Brent Lowry works on carving a dog from an old tree stump in Centerville Community Park.

CENTERVILLE—Among the usual cottonwoods and willow trees at Centerville Community Park, if visitors look closely they might just spot a dog, raccoon, bear or an owl with its two babies. No, they’re not real. They are beautiful wood carvings done by West Jordan artist Brent Lowry.

“For over a year we had a great big white stump,” said Centerville Parks Supervisor Bruce Cox. “Delores Hazzard, a woman who lives by it and walks her dog along the path asked what was going to happen to it and ask if we’d thought about carving it.

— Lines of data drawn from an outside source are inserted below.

pub mod error;
pub mod parse;
pub mod prompt;
pub mod types;

pub use error::{GeminiError, Result};
pub use parse::{parse_analysis_response, AdAnalysisResult};

use base64::Engine as _;
use types::{Content, GenerateContentRequest, GenerateContentResponse, InlineData, Part};

const GEMINI_API_URL: &str = "https://generativelanguage.googleapis.com/v1beta";
const DEFAULT_MODEL: &str = "gemini-1.5-flash";

/// Inline media ceiling imposed by the API. Anything larger falls back to
/// text-only analysis immediately, without retries.
pub const MAX_MEDIA_BYTES: u64 = 20 * 1024 * 1024;

pub struct GeminiClient {
    http: reqwest::Client,
    api_key: String,
    model: String,
    base_url: String,
}

impl GeminiClient {
    pub fn new(api_key: String) -> Self {
        Self {
            http: reqwest::Client::new(),
            api_key,
            model: DEFAULT_MODEL.to_string(),
            base_url: GEMINI_API_URL.to_string(),
        }
    }

    pub fn with_model(mut self, model: &str) -> Self {
        self.model = model.to_string();
        self
    }

    pub fn with_base_url(mut self, url: &str) -> Self {
        self.base_url = url.to_string();
        self
    }

    /// Analyze a video creative: fetch the media, attach it inline, and ask
    /// for structured analysis. Fails if the media cannot be fetched or is
    /// over the size cap; callers fall back to [`Self::analyze_ad_copy`].
    pub async fn analyze_video_ad(
        &self,
        media_url: &str,
        ad_copy: &str,
    ) -> Result<AdAnalysisResult> {
        tracing::info!(media_url, "Analyzing video creative");

        let media = self.fetch_media_as_base64(media_url).await?;
        let parts = vec![
            Part::Text(prompt::video_analysis_prompt(ad_copy)),
            Part::InlineData(InlineData {
                mime_type: "video/mp4".to_string(),
                data: media,
            }),
        ];

        let text = self.generate(parts).await?;
        Ok(parse_analysis_response(&text))
    }

    /// Text-only analysis of the ad's copy.
    pub async fn analyze_ad_copy(&self, ad_copy: &str) -> Result<AdAnalysisResult> {
        let parts = vec![Part::Text(prompt::copy_analysis_prompt(ad_copy))];
        let text = self.generate(parts).await?;
        Ok(parse_analysis_response(&text))
    }

    async fn generate(&self, parts: Vec<Part>) -> Result<String> {
        let url = format!(
            "{}/models/{}:generateContent?key={}",
            self.base_url, self.model, self.api_key
        );
        let request = GenerateContentRequest {
            contents: vec![Content { parts }],
        };

        tracing::debug!(model = %self.model, "Gemini generateContent request");

        let resp = self.http.post(&url).json(&request).send().await?;

        let status = resp.status();
        if !status.is_success() {
            let body = resp.text().await.unwrap_or_default();
            return Err(GeminiError::Api {
                status: status.as_u16(),
                message: body,
            });
        }

        let parsed: GenerateContentResponse = resp.json().await?;
        parsed.text().ok_or(GeminiError::EmptyResponse)
    }

    /// Fetch a media URL and base64-encode it for inline transport.
    /// Rejects anything over [`MAX_MEDIA_BYTES`].
    async fn fetch_media_as_base64(&self, url: &str) -> Result<String> {
        let resp = self
            .http
            .get(url)
            .header(
                reqwest::header::USER_AGENT,
                "Mozilla/5.0 (Windows NT 10.0; Win64; x64) AppleWebKit/537.36",
            )
            .send()
            .await
            .map_err(|e| GeminiError::MediaFetch(e.to_string()))?;

        if !resp.status().is_success() {
            return Err(GeminiError::MediaFetch(format!(
                "HTTP {} fetching {url}",
                resp.status()
            )));
        }

        // The CDN usually reports length up front; reject early when it does.
        if let Some(len) = resp.content_length() {
            if len > MAX_MEDIA_BYTES {
                return Err(GeminiError::MediaTooLarge {
                    size_mb: len as f64 / (1024.0 * 1024.0),
                    max_mb: MAX_MEDIA_BYTES / (1024 * 1024),
                });
            }
        }

        let bytes = resp
            .bytes()
            .await
            .map_err(|e| GeminiError::MediaFetch(e.to_string()))?;
        if bytes.len() as u64 > MAX_MEDIA_BYTES {
            return Err(GeminiError::MediaTooLarge {
                size_mb: bytes.len() as f64 / (1024.0 * 1024.0),
                max_mb: MAX_MEDIA_BYTES / (1024 * 1024),
            });
        }

        Ok(base64::engine::general_purpose::STANDARD.encode(&bytes))
    }
}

She said if we could find out how much it would cost she would donate the money for it.”

Cox said he started Googling wood carvers and Lowry’s name came up. “He’d done some amazing stuff. But when he came out to look at the stump it had actually rotted out so he couldn’t do it,” he said. “But we had some cottonwoods and they have a short life span, so we’d been planting new trees in between those. Half of them (old trees) were dead and needed to be cut down. Then we would ground out the stumps. We decided next time to save them and it worked out this year because we had a few to cut down.”

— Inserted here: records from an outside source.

use thiserror::Error;

pub type Result<T> = std::result::Result<T, GeminiError>;

#[derive(Debug, Error)]
pub enum GeminiError {
    #[error("Network error: {0}")]
    Network(String),

    #[error("API error (status {status}): {message}")]
    Api { status: u16, message: String },

    #[error("Empty response from model")]
    EmptyResponse,

    #[error("Media fetch failed: {0}")]
    MediaFetch(String),

    #[error("Media too large: {size_mb:.2}MB (max {max_mb}MB)")]
    MediaTooLarge { size_mb: f64, max_mb: u64 },
}

impl GeminiError {
    /// Oversized or unfetchable media is not transient; it triggers the
    /// text-only fallback instead of burning retry budget.
    pub fn is_retryable(&self) -> bool {
        match self {
            GeminiError::Network(_) => true,
            GeminiError::Api { status, .. } => matches!(status, 429 | 503 | 504),
            _ => false,
        }
    }
}

impl From<reqwest::Error> for GeminiError {
    fn from(err: reqwest::Error) -> Self {
        GeminiError::Network(err.to_string())
    }
}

So Cox had Lowry come out again. “He asked what we wanted him to carve,” said Cox. “A while back we found a baby screech owl in the park and rescued it. We thought it would be neat if he carved that. People also walk their dogs and we also have a lot of raccoons, then he also incorporated sports balls from the three main sports played here at the park.”

The dog sculpture is holding a softball, the raccoon a soccer ball and the bear a football. “Hopefully people will be able to tell,” said Lowry of the carvings. “The owl with the baby owls is what Delores picked.”

Lowry created the carvings with a chainsaw. “I’ve been carving for 50 years,” he said. “I was just doing sculpting and stuff and added the chain saw about 25 years ago.”

Hazzard donated about $1,500 for the project and Lowry cut his cost to contribute as well. “The quotes for the cost of grinding the stump and fixing the hole would have been about the same as carving them into something,” said Cox. “So for the money we would have spent on stump grinding having them carved is not much more cost to the city.”

It takes a few hours to complete a carving but Lowry is proud to be part of the project. “I think this will add to the park,” he said. “It’s a shame the trees were coming down. You’ve got to take them out or they could fall. It’s a great thing she’s (Delores) doing. There will also be benches for people to sit on and watch the kids play or just rest. I’ve had a lot of comments as I’ve been working. It’s been fun.”

Cox is happy to see the old stumps being made into something useful too. “If it had not been for her encouraging me it wouldn’t have been done.”